▶ Material provided
▼
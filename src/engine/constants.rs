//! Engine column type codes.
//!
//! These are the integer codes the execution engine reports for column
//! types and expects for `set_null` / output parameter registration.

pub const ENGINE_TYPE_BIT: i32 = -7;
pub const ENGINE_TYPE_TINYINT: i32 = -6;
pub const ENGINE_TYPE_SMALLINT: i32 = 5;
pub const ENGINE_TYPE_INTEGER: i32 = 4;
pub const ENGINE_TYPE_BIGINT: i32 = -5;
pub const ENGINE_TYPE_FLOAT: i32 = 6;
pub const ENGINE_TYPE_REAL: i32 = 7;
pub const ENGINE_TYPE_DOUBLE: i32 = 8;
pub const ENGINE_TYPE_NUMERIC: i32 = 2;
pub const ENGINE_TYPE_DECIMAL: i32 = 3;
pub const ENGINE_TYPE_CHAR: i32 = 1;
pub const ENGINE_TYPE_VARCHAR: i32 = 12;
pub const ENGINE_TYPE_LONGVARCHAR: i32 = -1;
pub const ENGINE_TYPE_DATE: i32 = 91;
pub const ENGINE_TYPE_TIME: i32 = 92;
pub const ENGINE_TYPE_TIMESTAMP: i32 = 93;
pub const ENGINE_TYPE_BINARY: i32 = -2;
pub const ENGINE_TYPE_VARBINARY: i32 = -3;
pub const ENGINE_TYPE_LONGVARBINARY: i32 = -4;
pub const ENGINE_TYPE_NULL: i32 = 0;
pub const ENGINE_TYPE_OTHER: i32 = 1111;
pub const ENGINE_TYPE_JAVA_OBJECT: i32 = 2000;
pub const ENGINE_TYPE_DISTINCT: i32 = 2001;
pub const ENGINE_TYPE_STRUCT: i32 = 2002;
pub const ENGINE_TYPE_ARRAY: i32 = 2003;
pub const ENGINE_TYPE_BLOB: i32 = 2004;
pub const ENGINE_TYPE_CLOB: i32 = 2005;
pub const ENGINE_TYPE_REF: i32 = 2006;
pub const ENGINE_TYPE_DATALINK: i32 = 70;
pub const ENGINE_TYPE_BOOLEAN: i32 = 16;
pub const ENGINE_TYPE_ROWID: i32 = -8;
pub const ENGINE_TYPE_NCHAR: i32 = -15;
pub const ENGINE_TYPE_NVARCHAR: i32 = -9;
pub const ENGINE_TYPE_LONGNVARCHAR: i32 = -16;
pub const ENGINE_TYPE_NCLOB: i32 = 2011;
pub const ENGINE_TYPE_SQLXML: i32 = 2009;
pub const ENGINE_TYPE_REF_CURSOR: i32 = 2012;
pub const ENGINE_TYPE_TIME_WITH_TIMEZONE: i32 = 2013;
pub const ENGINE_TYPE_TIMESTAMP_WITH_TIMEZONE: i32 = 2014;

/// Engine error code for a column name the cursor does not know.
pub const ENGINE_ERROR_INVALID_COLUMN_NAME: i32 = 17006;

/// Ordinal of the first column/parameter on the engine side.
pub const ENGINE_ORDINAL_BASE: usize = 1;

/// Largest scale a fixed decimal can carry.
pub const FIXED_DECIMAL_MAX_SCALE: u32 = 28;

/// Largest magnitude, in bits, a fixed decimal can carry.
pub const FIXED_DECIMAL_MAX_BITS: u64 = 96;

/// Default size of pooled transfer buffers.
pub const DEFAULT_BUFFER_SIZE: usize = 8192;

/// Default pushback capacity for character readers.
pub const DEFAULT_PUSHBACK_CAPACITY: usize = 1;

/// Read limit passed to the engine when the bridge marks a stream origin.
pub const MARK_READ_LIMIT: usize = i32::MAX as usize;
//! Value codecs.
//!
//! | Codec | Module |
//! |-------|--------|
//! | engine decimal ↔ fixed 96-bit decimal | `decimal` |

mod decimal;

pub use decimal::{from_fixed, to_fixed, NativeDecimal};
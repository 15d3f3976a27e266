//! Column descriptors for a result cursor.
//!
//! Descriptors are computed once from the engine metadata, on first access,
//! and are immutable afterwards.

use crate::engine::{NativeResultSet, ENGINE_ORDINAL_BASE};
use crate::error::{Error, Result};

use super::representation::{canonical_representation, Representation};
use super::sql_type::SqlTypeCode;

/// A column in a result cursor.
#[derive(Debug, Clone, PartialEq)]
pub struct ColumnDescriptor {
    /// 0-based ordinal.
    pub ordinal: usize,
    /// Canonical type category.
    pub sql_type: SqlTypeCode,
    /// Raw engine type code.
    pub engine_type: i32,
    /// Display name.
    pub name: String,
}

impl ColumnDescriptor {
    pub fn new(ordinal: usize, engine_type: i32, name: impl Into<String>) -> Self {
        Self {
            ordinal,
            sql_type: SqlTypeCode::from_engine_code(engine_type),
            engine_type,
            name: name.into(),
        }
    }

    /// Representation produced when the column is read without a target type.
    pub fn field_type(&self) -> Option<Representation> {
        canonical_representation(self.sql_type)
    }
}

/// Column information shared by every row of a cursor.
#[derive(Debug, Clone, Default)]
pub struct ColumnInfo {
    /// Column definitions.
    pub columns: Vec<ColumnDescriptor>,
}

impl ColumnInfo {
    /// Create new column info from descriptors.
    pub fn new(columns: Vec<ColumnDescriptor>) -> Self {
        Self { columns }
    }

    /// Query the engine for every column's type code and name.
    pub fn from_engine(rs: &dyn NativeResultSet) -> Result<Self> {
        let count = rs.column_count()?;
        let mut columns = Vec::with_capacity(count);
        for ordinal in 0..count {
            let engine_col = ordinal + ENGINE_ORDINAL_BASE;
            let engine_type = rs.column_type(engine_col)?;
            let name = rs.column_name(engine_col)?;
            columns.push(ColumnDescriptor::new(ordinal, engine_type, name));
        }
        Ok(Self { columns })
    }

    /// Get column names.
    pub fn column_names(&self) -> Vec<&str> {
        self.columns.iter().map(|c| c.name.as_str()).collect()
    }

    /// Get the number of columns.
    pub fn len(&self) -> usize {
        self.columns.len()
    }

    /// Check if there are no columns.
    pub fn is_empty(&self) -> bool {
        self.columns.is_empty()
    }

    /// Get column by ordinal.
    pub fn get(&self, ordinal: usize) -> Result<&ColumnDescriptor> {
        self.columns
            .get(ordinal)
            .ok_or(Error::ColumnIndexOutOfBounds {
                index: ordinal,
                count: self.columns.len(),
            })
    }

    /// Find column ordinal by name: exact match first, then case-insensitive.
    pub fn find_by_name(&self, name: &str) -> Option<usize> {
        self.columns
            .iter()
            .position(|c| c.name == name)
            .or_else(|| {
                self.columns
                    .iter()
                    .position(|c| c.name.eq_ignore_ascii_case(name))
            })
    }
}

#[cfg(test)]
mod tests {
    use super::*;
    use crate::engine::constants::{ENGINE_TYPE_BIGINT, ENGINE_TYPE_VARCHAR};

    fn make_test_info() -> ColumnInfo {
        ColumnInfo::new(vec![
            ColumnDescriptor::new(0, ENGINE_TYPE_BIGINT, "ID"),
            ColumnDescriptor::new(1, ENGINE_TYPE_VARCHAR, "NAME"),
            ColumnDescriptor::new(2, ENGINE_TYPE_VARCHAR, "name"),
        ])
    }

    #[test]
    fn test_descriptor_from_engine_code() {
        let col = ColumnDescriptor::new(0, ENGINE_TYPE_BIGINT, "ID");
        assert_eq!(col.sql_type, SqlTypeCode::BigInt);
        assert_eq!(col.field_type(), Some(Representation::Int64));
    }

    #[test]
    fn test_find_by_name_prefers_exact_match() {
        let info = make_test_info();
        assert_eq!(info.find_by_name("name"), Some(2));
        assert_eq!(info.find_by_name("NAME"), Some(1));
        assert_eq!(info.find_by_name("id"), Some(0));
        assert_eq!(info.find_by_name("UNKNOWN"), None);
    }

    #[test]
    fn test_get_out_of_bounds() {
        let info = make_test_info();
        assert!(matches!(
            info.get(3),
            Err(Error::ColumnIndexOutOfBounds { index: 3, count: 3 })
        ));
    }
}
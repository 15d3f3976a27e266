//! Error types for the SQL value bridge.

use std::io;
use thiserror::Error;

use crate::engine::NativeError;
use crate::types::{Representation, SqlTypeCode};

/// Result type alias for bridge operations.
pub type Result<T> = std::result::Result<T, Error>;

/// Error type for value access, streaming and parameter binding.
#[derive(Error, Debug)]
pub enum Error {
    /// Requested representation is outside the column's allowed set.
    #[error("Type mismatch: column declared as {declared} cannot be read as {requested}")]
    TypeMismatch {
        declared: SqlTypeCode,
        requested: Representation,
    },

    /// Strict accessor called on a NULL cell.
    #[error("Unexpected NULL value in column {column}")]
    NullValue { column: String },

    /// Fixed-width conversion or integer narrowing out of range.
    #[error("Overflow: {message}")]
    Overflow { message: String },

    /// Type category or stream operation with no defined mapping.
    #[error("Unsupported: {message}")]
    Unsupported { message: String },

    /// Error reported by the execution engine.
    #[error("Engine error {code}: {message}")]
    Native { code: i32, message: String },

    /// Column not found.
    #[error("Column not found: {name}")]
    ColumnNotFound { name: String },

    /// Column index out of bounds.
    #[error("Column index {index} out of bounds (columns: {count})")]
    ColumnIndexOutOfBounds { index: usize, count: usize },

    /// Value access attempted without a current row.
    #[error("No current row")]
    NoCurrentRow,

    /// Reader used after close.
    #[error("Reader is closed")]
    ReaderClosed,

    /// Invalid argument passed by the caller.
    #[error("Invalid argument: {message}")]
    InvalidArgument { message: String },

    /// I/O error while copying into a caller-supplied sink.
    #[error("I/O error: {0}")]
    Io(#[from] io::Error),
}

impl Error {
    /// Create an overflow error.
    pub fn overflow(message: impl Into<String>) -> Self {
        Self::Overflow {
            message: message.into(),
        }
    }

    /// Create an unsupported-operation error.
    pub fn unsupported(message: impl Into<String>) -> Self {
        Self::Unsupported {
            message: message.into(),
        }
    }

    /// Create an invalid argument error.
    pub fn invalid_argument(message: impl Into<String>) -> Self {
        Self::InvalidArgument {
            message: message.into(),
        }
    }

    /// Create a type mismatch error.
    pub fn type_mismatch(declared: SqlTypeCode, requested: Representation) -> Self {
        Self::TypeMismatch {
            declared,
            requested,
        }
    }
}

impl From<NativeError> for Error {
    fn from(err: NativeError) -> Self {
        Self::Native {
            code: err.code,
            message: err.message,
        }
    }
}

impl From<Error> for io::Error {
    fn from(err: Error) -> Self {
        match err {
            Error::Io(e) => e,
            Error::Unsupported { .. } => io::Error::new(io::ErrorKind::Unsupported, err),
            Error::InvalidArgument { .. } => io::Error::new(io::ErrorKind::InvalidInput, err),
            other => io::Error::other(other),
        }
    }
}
▲
When a line in the material above holds the word "first", copy that line.

/// Ordinal of the first column/parameter on the engine side.
//! Descriptors are computed once from the engine metadata, on first access,
    /// Find column ordinal by name: exact match first, then case-insensitive.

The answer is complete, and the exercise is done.